_Exercise directions_
Scan the listing beneath this sentence. Report each line with the word "after".

_Provided records_
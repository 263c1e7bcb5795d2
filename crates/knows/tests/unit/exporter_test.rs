//! Unit tests for format dispatch and collaborator injection.

use knows::{
    CodecFormat, Exporter, Format, GraphCodec, GraphDrawer, GraphError, PropertyGraph,
    PropertyMap, SvgDrawer,
};
use std::sync::{Arc, Mutex};

/// Codec fake recording the formats it was asked for.
#[derive(Default, Clone)]
struct RecordingCodec {
    calls: Arc<Mutex<Vec<CodecFormat>>>,
}

impl GraphCodec for RecordingCodec {
    fn generate(&self, _graph: &PropertyGraph, format: CodecFormat) -> knows::Result<Vec<String>> {
        self.calls.lock().unwrap().push(format);
        Ok(vec![format!("<{format}>"), "body".to_string()])
    }
}

/// Drawer fake returning fixed bytes.
struct FixedDrawer(Vec<u8>);

impl GraphDrawer for FixedDrawer {
    fn draw_to_buffer(&self, _graph: &PropertyGraph) -> knows::Result<Vec<u8>> {
        Ok(self.0.clone())
    }
}

fn create_test_graph() -> PropertyGraph {
    let mut graph = PropertyGraph::new();
    graph.add_node(1, PropertyMap::new().with("label", "Person").with("name", "Alice"));
    graph.add_node(2, PropertyMap::new());
    graph.add_edge(1, 2, PropertyMap::new().with("label", "knows"));
    graph
}

#[test]
fn test_standard_formats_go_through_codec() {
    let graph = create_test_graph();
    let codec = RecordingCodec::default();
    let exporter = Exporter::with_collaborators(
        &graph,
        Box::new(codec.clone()),
        Box::new(FixedDrawer(b"<svg/>".to_vec())),
    );

    for name in [
        "graphml",
        "gexf",
        "gml",
        "adjacency_list",
        "multiline_adjacency_list",
        "edge_list",
        "json",
    ] {
        assert_eq!(exporter.to_format(name).unwrap(), format!("<{name}>\nbody"));
    }

    let calls = codec.calls.lock().unwrap();
    assert_eq!(calls.len(), 7);
    assert_eq!(calls[0], CodecFormat::GraphMl);
    assert_eq!(calls[6], CodecFormat::Json);
}

#[test]
fn test_yarspg_does_not_touch_collaborators() {
    let graph = create_test_graph();
    let codec = RecordingCodec::default();
    let exporter =
        Exporter::with_collaborators(&graph, Box::new(codec.clone()), Box::new(FixedDrawer(vec![])));

    exporter.to_format("yarspg").unwrap();
    exporter.to_format("yarspg-rdf").unwrap();
    assert!(codec.calls.lock().unwrap().is_empty());
}

#[test]
fn test_svg_is_decoded_from_drawer() {
    let graph = create_test_graph();
    let exporter = Exporter::with_collaborators(
        &graph,
        Box::new(RecordingCodec::default()),
        Box::new(FixedDrawer("<svg>ż</svg>".as_bytes().to_vec())),
    );
    assert_eq!(exporter.to_format("svg").unwrap(), "<svg>ż</svg>");
}

#[test]
fn test_invalid_utf8_from_drawer() {
    let graph = create_test_graph();
    let exporter = Exporter::with_collaborators(
        &graph,
        Box::new(RecordingCodec::default()),
        Box::new(FixedDrawer(vec![0x3c, 0xff, 0xfe])),
    );
    let err = exporter.to_format("svg").unwrap_err();
    assert!(matches!(err, GraphError::Drawing { .. }));
}

#[test]
fn test_unknown_format_fails() {
    let graph = create_test_graph();
    let codec = RecordingCodec::default();
    let exporter =
        Exporter::with_collaborators(&graph, Box::new(codec.clone()), Box::new(SvgDrawer::default()));

    let err = exporter.to_format("unknown").unwrap_err();
    assert!(matches!(err, GraphError::UnknownFormat { ref name } if name == "unknown"));
    assert!(codec.calls.lock().unwrap().is_empty());
}

#[test]
fn test_every_format_renders_with_builtins() {
    let graph = create_test_graph();
    let exporter = Exporter::new(&graph);
    for format in Format::ALL {
        let output = exporter.export(format).unwrap();
        assert!(!output.is_empty(), "{format} produced no output");
        assert_eq!(exporter.to_format(format.as_str()).unwrap(), output);
    }
}

#[test]
fn test_builtin_svg() {
    let graph = create_test_graph();
    let svg = Exporter::new(&graph).to_format("svg").unwrap();
    assert!(svg.contains("<svg xmlns=\"http://www.w3.org/2000/svg\""));
    assert_eq!(svg.matches("<circle").count(), 2);
}

#[test]
fn test_export_leaves_graph_untouched() {
    let graph = create_test_graph();
    let before: Vec<_> = graph.nodes().cloned().collect();
    for format in Format::ALL {
        Exporter::new(&graph).export(format).unwrap();
    }
    let after: Vec<_> = graph.nodes().cloned().collect();
    assert_eq!(before, after);
}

_Result for this task_
    let after: Vec<_> = graph.nodes().cloned().collect();
    assert_eq!(before, after);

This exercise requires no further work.